There is a North to South eddy near the coast that favors clockwise if you plan to follow the sea buoys, while the prevailing Southerlies in the summer, and the sea breeze that builds up the Delaware Bay, favor counterclockwise.

Leaving from the mid-Chesapeake Bay area, my major concern in an older boat is the requirement that you motor through the C&D canal. If you set aside time for the trip, then you experience engine trouble that prevents you from transiting the C&D canal on a clockwise voyage , you could nevertheless have a pleasant cruise up and down the Chesapeake Bay. If you experience engine trouble counterclockwise and you need to pick a safe weather window for your coastal hop, then you are outside, up the Delaware Bay, then back down the Delaware Bay because you could not enter the canal, and outside again, a riskier and probably less pleasant voyage. On my last trip, I had to have an outboard engine serviced at Gibson's Island and then again at Utsch's in Cape May, so I was delayed an additional day on the trip. Fortunately, it was running when I transited the canal, although I had my concerns when I first tried to start it in Chesapeake City at 6 a.m.

If you have the same concerns in your older boat starting from Delaware, you might consider a counterclockwise trip to preserve your options by transiting the C&D canal first thing in the trip. You could then sail all the rest of the trip if necessary. Make sure your engine is in tip top shape before you leave. I would plan on not being able to enter any of the inlets between Cape Henlopen and Cape Charles.


----------



## Ulladh (Jul 12, 2007)

Good information James.

The C&D on a clockwise route will be near the end and back in my familiar waters of the Delaware.

My 6hp Tohatsu has been fairly reliable so far, but this spring it will get more attention before going back on the boat.

My bigger concern is a reliable tiller pilot for the offshore portion, a wind vane is not in this years budget.


----------



## travlin-easy (Dec 24, 2010)

I suspect that someone will contradict this, but I've never had a problem entering Ocean City inlet at slack tide. Same holds true with Chincoteague Inlet. While Ocean City's back bays are fraught with shoals, they are well marked. The biggest problem you'll encounter with Both Ocean City and Chincoteague the currents exceed most sailing vessel engine capabilities, which is a real problem when you're approaching bridges and the current is ripping at 7 to 8 knots beneath the bridge.

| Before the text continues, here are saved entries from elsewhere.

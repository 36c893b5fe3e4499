// Copyright (c) 2025 The Vela Foundation

//! Vela account keys.
//!
//! A Vela account is defined by a pair of private keys `(v, s)` used for
//! identifying owned outputs and spending them, respectively. Senders are
//! given the public pair `(V, S)` and derive a fresh one-time address per
//! output, so the chain never carries `(V, S)` itself.
//!
//! An account owner may also delegate output detection without delegating
//! spend authority by issuing a [`ScopedViewKey`], which carries the view
//! private key and a block-index window in which it is honored.

#![no_std]
#![deny(missing_docs)]

extern crate alloc;

#[cfg(test)]
extern crate std;

use core::{
    fmt,
    hash::{Hash, Hasher},
};
use rand_core::{CryptoRng, RngCore};
use serde::{Deserialize, Serialize};
use vela_crypto_keys::{RistrettoPrivate, RistrettoPublic};
use vela_crypto_ring_signature::onetime_keys::{
    recover_onetime_private_key, view_key_matches_output,
};
use vela_util_from_random::FromRandom;
use zeroize::Zeroize;

/// A Vela user's public address: the view and spend public keys shared with
/// senders.
#[derive(Clone, Copy, Deserialize, Eq, Hash, Ord, PartialEq, PartialOrd, Serialize)]
pub struct PublicAddress {
    /// The public view key `V`.
    view_public_key: RistrettoPublic,

    /// The public spend key `S`.
    spend_public_key: RistrettoPublic,
}

impl PublicAddress {
    /// Create a new public address from a view and spend public key pair.
    #[inline]
    pub fn new(spend_public_key: &RistrettoPublic, view_public_key: &RistrettoPublic) -> Self {
        Self {
            view_public_key: *view_public_key,
            spend_public_key: *spend_public_key,
        }
    }

    /// Get the public view key.
    pub fn view_public_key(&self) -> &RistrettoPublic {
        &self.view_public_key
    }

    /// Get the public spend key.
    pub fn spend_public_key(&self) -> &RistrettoPublic {
        &self.spend_public_key
    }
}

impl fmt::Display for PublicAddress {
    fn fmt(&self, f: &mut fmt::Formatter) -> fmt::Result {
        write!(f, "VLA")?;
        for byte in self
            .spend_public_key
            .to_bytes()
            .iter()
            .chain(self.view_public_key.to_bytes().iter())
        {
            write!(f, "{byte:02X}")?;
        }
        Ok(())
    }
}

impl fmt::Debug for PublicAddress {
    fn fmt(&self, f: &mut fmt::Formatter) -> fmt::Result {
        write!(f, "PublicAddress({self})")
    }
}

impl FromRandom for PublicAddress {
    fn from_random<T: RngCore + CryptoRng>(rng: &mut T) -> Self {
        PublicAddress::new(
            &RistrettoPublic::from_random(rng),
            &RistrettoPublic::from_random(rng),
        )
    }
}

/// A complete account key: the pair of private keys. This should only ever
/// be present in client code.
#[derive(Clone, Zeroize)]
#[zeroize(drop)]
pub struct AccountKey {
    /// Private key `v` used for view-key matching.
    view_private_key: RistrettoPrivate,

    /// Private key `s` used for spending.
    spend_private_key: RistrettoPrivate,
}

// Hash, Eq are implemented in terms of the public address because we don't
// want comparisons to leak private key details over side-channels.
impl Hash for AccountKey {
    fn hash<H: Hasher>(&self, state: &mut H) {
        self.public_address().hash(state)
    }
}

impl Eq for AccountKey {}

impl PartialEq for AccountKey {
    fn eq(&self, other: &Self) -> bool {
        self.public_address().eq(&other.public_address())
    }
}

impl fmt::Debug for AccountKey {
    fn fmt(&self, f: &mut fmt::Formatter) -> fmt::Result {
        write!(f, "AccountKey(<redacted>)")
    }
}

impl AccountKey {
    /// Create an account key from its private view and spend keys.
    pub fn new(spend_private_key: &RistrettoPrivate, view_private_key: &RistrettoPrivate) -> Self {
        Self {
            view_private_key: view_private_key.clone(),
            spend_private_key: spend_private_key.clone(),
        }
    }

    /// The private view key `v`.
    pub fn view_private_key(&self) -> &RistrettoPrivate {
        &self.view_private_key
    }

    /// The private spend key `s`.
    pub fn spend_private_key(&self) -> &RistrettoPrivate {
        &self.spend_private_key
    }

    /// The account's public address `(V, S)`.
    pub fn public_address(&self) -> PublicAddress {
        PublicAddress::new(
            &RistrettoPublic::from(&self.spend_private_key),
            &RistrettoPublic::from(&self.view_private_key),
        )
    }

    /// Returns true if the output with the given target and tx public keys
    /// belongs to this account.
    pub fn owns_output(
        &self,
        onetime_public_key: &RistrettoPublic,
        tx_public_key: &RistrettoPublic,
    ) -> bool {
        view_key_matches_output(
            &self.view_private_key,
            onetime_public_key,
            tx_public_key,
            &RistrettoPublic::from(&self.spend_private_key),
        )
    }

    /// Recover the one-time private key for an output sent to this account.
    pub fn recover_onetime_private_key(
        &self,
        tx_public_key: &RistrettoPublic,
    ) -> RistrettoPrivate {
        recover_onetime_private_key(
            tx_public_key,
            &self.view_private_key,
            &self.spend_private_key,
        )
    }

    /// Issue a scoped view key honored for block indices in
    /// `[valid_from, valid_until]` inclusive.
    pub fn scoped_view_key(&self, valid_from: u64, valid_until: u64) -> ScopedViewKey {
        ScopedViewKey {
            view_private_key: self.view_private_key.clone(),
            spend_public_key: RistrettoPublic::from(&self.spend_private_key),
            valid_from,
            valid_until,
        }
    }
}

impl FromRandom for AccountKey {
    fn from_random<T: RngCore + CryptoRng>(rng: &mut T) -> Self {
        Self::new(
            &RistrettoPrivate::from_random(rng),
            &RistrettoPrivate::from_random(rng),
        )
    }
}

/// A view key delegated to a third party, restricted to a window of block
/// indices.
///
/// The holder can detect outputs belonging to the issuing account, but only
/// for outputs appearing in blocks inside the window, and can never spend.
#[derive(Clone, Deserialize, Serialize, Zeroize)]
#[zeroize(drop)]
pub struct ScopedViewKey {
    /// The account's private view key `v`.
    view_private_key: RistrettoPrivate,

    /// The account's public spend key `S`, needed to recompute one-time keys.
    #[zeroize(skip)]
    spend_public_key: RistrettoPublic,

    /// First block index at which this key is honored.
    valid_from: u64,

    /// Last block index at which this key is honored, inclusive.
    valid_until: u64,
}

impl ScopedViewKey {
    /// The account's private view key, used to derive shared secrets for
    /// outputs inside the window.
    pub fn view_private_key(&self) -> &RistrettoPrivate {
        &self.view_private_key
    }

    /// The account's public spend key.
    pub fn spend_public_key(&self) -> &RistrettoPublic {
        &self.spend_public_key
    }

    /// First block index of the window.
    pub fn valid_from(&self) -> u64 {
        self.valid_from
    }

    /// Last block index of the window, inclusive.
    pub fn valid_until(&self) -> u64 {
        self.valid_until
    }

    /// Returns true if this key is honored at `block_index`.
    pub fn is_valid_at(&self, block_index: u64) -> bool {
        self.valid_from <= block_index && block_index <= self.valid_until
    }

    /// Returns true if the output in a block at `block_index` belongs to the
    /// issuing account, or false if the window excludes the block.
    pub fn matches_output(
        &self,
        onetime_public_key: &RistrettoPublic,
        tx_public_key: &RistrettoPublic,
        block_index: u64,
    ) -> bool {
        if !self.is_valid_at(block_index) {
            return false;
        }
        view_key_matches_output(
            &self.view_private_key,
            onetime_public_key,
            tx_public_key,
            &self.spend_public_key,
        )
    }
}

impl fmt::Debug for ScopedViewKey {
    fn fmt(&self, f: &mut fmt::Formatter) -> fmt::Result {
        write!(
            f,
            "ScopedViewKey(<redacted>, blocks {}..={})",
            self.valid_from, self.valid_until
        )
    }
}

#[cfg(test)]
mod tests {
    use super::*;
    use vela_crypto_ring_signature::onetime_keys::{
        create_onetime_public_key, create_tx_public_key,
    };
    use vela_util_test_helper::run_with_several_seeds;

    // Write an output to `recipient` and return its (target, tx public) keys.
    fn send_to(
        recipient: &PublicAddress,
        rng: &mut impl rand_core::CryptoRngCore,
    ) -> (RistrettoPublic, RistrettoPublic) {
        let tx_private_key = RistrettoPrivate::from_random(rng);
        let tx_public_key = create_tx_public_key(&tx_private_key);
        let onetime_public_key = create_onetime_public_key(
            &tx_private_key,
            recipient.view_public_key(),
            recipient.spend_public_key(),
        );
        (onetime_public_key, tx_public_key)
    }

    #[test]
    fn test_account_owns_its_outputs() {
        run_with_several_seeds(|mut rng| {
            let account = AccountKey::from_random(&mut rng);
            let other = AccountKey::from_random(&mut rng);

            let (target, tx_public) = send_to(&account.public_address(), &mut rng);

            assert!(account.owns_output(&target, &tx_public));
            assert!(!other.owns_output(&target, &tx_public));
        });
    }

    #[test]
    fn test_recovered_key_spends_onetime_address() {
        run_with_several_seeds(|mut rng| {
            let account = AccountKey::from_random(&mut rng);
            let (target, tx_public) = send_to(&account.public_address(), &mut rng);

            let onetime_private = account.recover_onetime_private_key(&tx_public);
            assert_eq!(RistrettoPublic::from(&onetime_private), target);
        });
    }

    #[test]
    fn test_scoped_view_key_window() {
        run_with_several_seeds(|mut rng| {
            let account = AccountKey::from_random(&mut rng);
            let scoped = account.scoped_view_key(100, 200);

            let (target, tx_public) = send_to(&account.public_address(), &mut rng);

            // Inside the window, including both endpoints.
            assert!(scoped.matches_output(&target, &tx_public, 100));
            assert!(scoped.matches_output(&target, &tx_public, 150));
            assert!(scoped.matches_output(&target, &tx_public, 200));

            // Outside the window.
            assert!(!scoped.matches_output(&target, &tx_public, 99));
            assert!(!scoped.matches_output(&target, &tx_public, 201));
        });
    }

    #[test]
    fn test_scoped_view_key_rejects_foreign_outputs() {
        run_with_several_seeds(|mut rng| {
            let account = AccountKey::from_random(&mut rng);
            let other = AccountKey::from_random(&mut rng);
            let scoped = account.scoped_view_key(0, u64::MAX);

            let (target, tx_public) = send_to(&other.public_address(), &mut rng);

            assert!(!scoped.matches_output(&target, &tx_public, 50));
        });
    }
}
// Copyright (c) 2025 The Vela Foundation

//! Errors which can occur in connection to ring signatures.

use displaydoc::Display;
use serde::{Deserialize, Serialize};

/// An error which can occur when signing or verifying a RingMLSAG.
#[derive(Clone, Debug, Deserialize, Display, Eq, Hash, Ord, PartialEq, PartialOrd, Serialize)]
pub enum Error {
    /// Incorrect length for array copy, provided `{0}`, required `{1}`.
    LengthMismatch(usize, usize),

    /// Index out of bounds
    IndexOutOfBounds,

    /// Invalid curve point
    InvalidCurvePoint,

    /// The signature was not able to be validated
    InvalidSignature,

    /// Failed to compress/decompress a KeyImage
    InvalidKeyImage,

    /// Value not conserved
    ValueNotConserved,
}

impl From<vela_crypto_keys::KeyError> for Error {
    fn from(_src: vela_crypto_keys::KeyError) -> Self {
        Self::InvalidCurvePoint
    }
}
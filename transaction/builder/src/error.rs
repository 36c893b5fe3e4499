// Copyright (c) 2025 The Vela Foundation

//! Errors which can occur while building a transaction.

use displaydoc::Display;
use vela_crypto_keys::KeyError;
use vela_transaction_core::{ring_ct, AmountError, NewTxError};

/// An error which can occur while building a transaction.
#[derive(Clone, Debug, Display, Eq, PartialEq)]
pub enum TxBuilderError {
    /// The ring is empty, or the real index is out of bounds
    InvalidRingSize,

    /// The transaction has no inputs
    NoInputs,

    /// The transaction has no outputs
    NoOutputs,

    /// Key: `{0}`
    KeyError(KeyError),

    /// Amount: `{0}`
    Amount(AmountError),

    /// Output creation: `{0}`
    NewTx(NewTxError),

    /// Signing: `{0}`
    RingCt(ring_ct::Error),
}

impl From<KeyError> for TxBuilderError {
    fn from(src: KeyError) -> Self {
        Self::KeyError(src)
    }
}

impl From<AmountError> for TxBuilderError {
    fn from(src: AmountError) -> Self {
        Self::Amount(src)
    }
}

impl From<NewTxError> for TxBuilderError {
    fn from(src: NewTxError) -> Self {
        Self::NewTx(src)
    }
}

impl From<ring_ct::Error> for TxBuilderError {
    fn from(src: ring_ct::Error) -> Self {
        Self::RingCt(src)
    }
}
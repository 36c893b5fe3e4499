// Copyright (c) 2025 The Vela Foundation

use displaydoc::Display;

/// An error which can occur when handling key material.
#[derive(Clone, Copy, Debug, Display, Eq, Hash, Ord, PartialEq, PartialOrd)]
#[cfg_attr(feature = "serde", derive(serde::Deserialize, serde::Serialize))]
pub enum KeyError {
    /// Incorrect key length, provided `{0}`, required `{1}`
    LengthMismatch(usize, usize),

    /// The bytes are not a valid Ristretto point
    InvalidPoint,
}
// Copyright (c) 2025 The Vela Foundation

//! Errors which can occur when configuring the router.

use displaydoc::Display;

/// An error which can occur when configuring Dandelion++ propagation.
#[derive(Clone, Debug, Display, PartialEq)]
pub enum DandelionError {
    /// Stem probability must be within [0, 1], got {0}
    InvalidStemProbability(f64),
}

impl std::error::Error for DandelionError {}
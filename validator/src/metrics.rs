// Copyright (c) 2025 The Vela Foundation

//! Prometheus metrics for the transaction validator.

use lazy_static::lazy_static;
use prometheus::{Histogram, HistogramOpts, IntCounter, IntCounterVec, IntGauge, Opts, Registry};

lazy_static! {
    /// Transactions accepted and recorded in the ledger.
    pub static ref TX_ACCEPTED: IntCounter = IntCounter::new(
        "vela_validator_tx_accepted_total",
        "Total transactions accepted by the validator"
    ).expect("Failed to create tx_accepted metric");

    /// Transactions rejected, labelled by the rejection reason code.
    pub static ref TX_REJECTED: IntCounterVec = IntCounterVec::new(
        Opts::new(
            "vela_validator_tx_rejected_total",
            "Total transactions rejected by the validator"
        ),
        &["reason"],
    ).expect("Failed to create tx_rejected metric");

    /// Key images recorded in the ledger, updated after each accepted
    /// transaction.
    pub static ref LEDGER_KEY_IMAGES: IntGauge = IntGauge::new(
        "vela_validator_ledger_key_images",
        "Number of key images recorded in the ledger"
    ).expect("Failed to create ledger_key_images metric");

    /// End-to-end validation latency in seconds.
    pub static ref VALIDATE_TX_TIME: Histogram = Histogram::with_opts(
        HistogramOpts::new(
            "vela_validator_validate_tx_seconds",
            "Time spent validating a transaction in seconds"
        ).buckets(vec![0.001, 0.005, 0.01, 0.025, 0.05, 0.1, 0.25, 0.5, 1.0])
    ).expect("Failed to create validate_tx_time metric");

    /// 1 when the validator has halted after a ledger failure, 0 otherwise.
    pub static ref VALIDATOR_HALTED: IntGauge = IntGauge::new(
        "vela_validator_halted",
        "Whether the validator has halted after a ledger failure"
    ).expect("Failed to create validator_halted metric");
}

/// Register all validator metrics with a Prometheus registry.
///
/// Call once during node startup.
pub fn register_validator_metrics(registry: &Registry) {
    registry
        .register(Box::new(TX_ACCEPTED.clone()))
        .expect("Failed to register tx_accepted");
    registry
        .register(Box::new(TX_REJECTED.clone()))
        .expect("Failed to register tx_rejected");
    registry
        .register(Box::new(LEDGER_KEY_IMAGES.clone()))
        .expect("Failed to register ledger_key_images");
    registry
        .register(Box::new(VALIDATE_TX_TIME.clone()))
        .expect("Failed to register validate_tx_time");
    registry
        .register(Box::new(VALIDATOR_HALTED.clone()))
        .expect("Failed to register validator_halted");
}

#[cfg(test)]
mod tests {
    use super::*;

    #[test]
    fn rejected_counter_tracks_reasons() {
        let before = TX_REJECTED.with_label_values(&["spent_key_image"]).get();
        TX_REJECTED.with_label_values(&["spent_key_image"]).inc();
        assert_eq!(
            TX_REJECTED.with_label_values(&["spent_key_image"]).get(),
            before + 1
        );
    }

    #[test]
    fn registration_succeeds_on_fresh_registry() {
        let registry = Registry::new();
        register_validator_metrics(&registry);
        assert!(!registry.gather().is_empty());
    }
}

In Ocean City there is really no place that you can safely anchor, but there are lots of places just inside Chincoteague Inlet where depths to 7 feet permit some protection during bad weather.

A bit farther south, you'll find Wachapreague Inlet, which can be a bit tricky during low and ebb tide, but at slack tide it's a piece of cake. Once inside, there are a few spots where you can duck out of the weather or spend the night in relative seclusion, but you better have good screening and no air leaks to the outside. The skeeters down here can stand flat footed and make love to a tom turkey. They'll get you day and night and they WILL draw lots of blood.

Great Machapongo Inlet is a narrow, deepwater inlet that is greatly effected by tidal currents. Keep in mind the tidal change behind Virginia's barrier islands is incredible, often exceeding 10 feet. That's a huge volume of water flowing through a narrow inlet during a tidal change. The inlet is relatively wide, but the channel leading to the back country and Willis Wharf is narrow and deep--it's a slack tide deal only.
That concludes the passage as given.